Instructions to follow.
Below are some records; find each line that carries the word "return" and copy it.

Exercise input.

◇ ◇ ◇

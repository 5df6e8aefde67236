use std::collections::BTreeMap;

use serde_json::Value;

use super::json::*;
use super::*;

#[derive(Debug, Default, Clone, Copy, PartialEq, Eq)]
pub enum PrimitiveMode {
	Points,
	Lines,
	LineLoop,
	LineStrip,
	#[default]
	Triangles,
	TriangleStrip,
	TriangleFan,
}

impl PrimitiveMode {
	pub fn from_gl(v: u32) -> Option<Self> {
		match v {
			0 => Some(Self::Points),
			1 => Some(Self::Lines),
			2 => Some(Self::LineLoop),
			3 => Some(Self::LineStrip),
			4 => Some(Self::Triangles),
			5 => Some(Self::TriangleStrip),
			6 => Some(Self::TriangleFan),
			_ => None,
		}
	}

	pub fn gl(self) -> u32 {
		self as u32
	}
}

#[derive(Debug, Clone, PartialEq)]
pub struct Primitive {
	/// Attribute semantic (`POSITION`, `TEXCOORD_0`, ...) to accessor index.
	pub attributes: BTreeMap<String, usize>,
	pub indices: Option<usize>,
	pub material: Option<usize>,
	pub mode: PrimitiveMode,
	/// Morph targets, each an attribute map like [Primitive::attributes].
	pub targets: Vec<BTreeMap<String, usize>>,
	/// Element count shared by every attribute accessor.
	pub vertex_count: usize,
}

#[derive(Debug, Clone, PartialEq)]
pub struct Mesh {
	pub name: Option<String>,
	pub primitives: Vec<Primitive>,
	/// Default morph target weights.
	pub weights: Vec<f32>,
	pub extras: Vec<(String, Value)>,
}

impl Mesh {
	/// Every primitive declares the same number of targets.
	pub fn morph_target_count(&self) -> usize {
		self.primitives.first().map(|p| p.targets.len()).unwrap_or(0)
	}
}

/// Parses the `meshes` array against the parsed accessors and materials.
pub struct MeshParser;

impl MeshParser {
	fn vertex_count(ctx: &GLTF2Context, attributes: &BTreeMap<String, usize>, mesh: usize, primitive: usize) -> Result<usize, GltfError> {
		let mut count = None;
		for &accessor in attributes.values() {
			let accessor = ctx.accessor(accessor).ok_or(GltfError::InvalidIndex {
				kind: "accessor",
				index: accessor,
				count: ctx.accessor_count(),
			})?;
			match count {
				None => count = Some(accessor.count),
				Some(n) if n != accessor.count => return Err(GltfError::VertexCountMismatch { mesh, primitive }),
				Some(_) => {},
			}
		}
		count.ok_or(GltfError::InvalidValue { field: "attributes", value: "{}".into() })
	}

	fn parse_primitive(ctx: &GLTF2Context, json: JSONPrimitive, mesh: usize, primitive: usize) -> Result<Primitive, GltfError> {
		let vertex_count = Self::vertex_count(ctx, &json.attributes, mesh, primitive)?;

		let targets = json.targets.unwrap_or_default();
		for target in &targets {
			if !target.is_empty() && Self::vertex_count(ctx, target, mesh, primitive)? != vertex_count {
				return Err(GltfError::VertexCountMismatch { mesh, primitive });
			}
		}

		if let Some(indices) = json.indices {
			let accessor = ctx.accessor(indices).ok_or(GltfError::InvalidIndex {
				kind: "accessor",
				index: indices,
				count: ctx.accessor_count(),
			})?;
			if accessor.element_type != ElementType::Scalar || !accessor.component_type.is_unsigned_integer() {
				return Err(GltfError::InvalidValue {
					field: "indices",
					value: format!("{} {:?}", accessor.element_type, accessor.component_type),
				});
			}
		}

		let mode = match json.mode {
			Some(mode) => PrimitiveMode::from_gl(mode).ok_or(GltfError::InvalidValue { field: "mode", value: mode.to_string() })?,
			None => PrimitiveMode::Triangles,
		};

		Ok(Primitive {
			attributes: json.attributes,
			indices: json.indices,
			material: json.material.map(|i| ctx.check_index::<Material>(i)).transpose()?,
			mode,
			targets,
			vertex_count,
		})
	}

	pub fn parse(&self, json: &Value, ctx: &mut GLTF2Context) -> Result<(), GltfError> {
		let meshes_json = parse_array::<JSONMesh>(json, "meshes")?;

		let meshes = meshes_json.into_iter().enumerate().map(|(index, mesh)| {
			if mesh.primitives.is_empty() {
				return Err(GltfError::InvalidValue { field: "primitives", value: "[]".into() });
			}
			let primitives = mesh.primitives
				.into_iter()
				.enumerate()
				.map(|(p, primitive)| Self::parse_primitive(ctx, primitive, index, p))
				.collect::<Result<Vec<_>, GltfError>>()?;

			let target_counts = primitives.iter().map(|p| p.targets.len()).collect::<Vec<_>>();
			if target_counts.windows(2).any(|w| w[0] != w[1]) {
				return Err(GltfError::InvalidValue { field: "targets", value: format!("{target_counts:?} targets per primitive") });
			}
			let weights = mesh.weights.unwrap_or_default();
			if !weights.is_empty() && target_counts[0] != weights.len() {
				return Err(GltfError::InvalidValue {
					field: "weights",
					value: format!("{} weights for {} targets", weights.len(), target_counts[0]),
				});
			}

			Ok(Mesh { name: mesh.name, primitives, weights, extras: extras_pairs(&mesh.extras) })
		}).collect::<Result<Vec<_>, GltfError>>()?;

		log::debug!("parsed {} meshes", meshes.len());
		ctx.meshes.extend(meshes);
		Ok(())
	}
}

◇ ◇ ◇

Expected answer.
				Some(n) if n != accessor.count => return Err(GltfError::VertexCountMismatch { mesh, primitive }),
				return Err(GltfError::VertexCountMismatch { mesh, primitive });
				return Err(GltfError::InvalidValue {
				return Err(GltfError::InvalidValue { field: "primitives", value: "[]".into() });
				return Err(GltfError::InvalidValue { field: "targets", value: format!("{target_counts:?} targets per primitive") });
				return Err(GltfError::InvalidValue {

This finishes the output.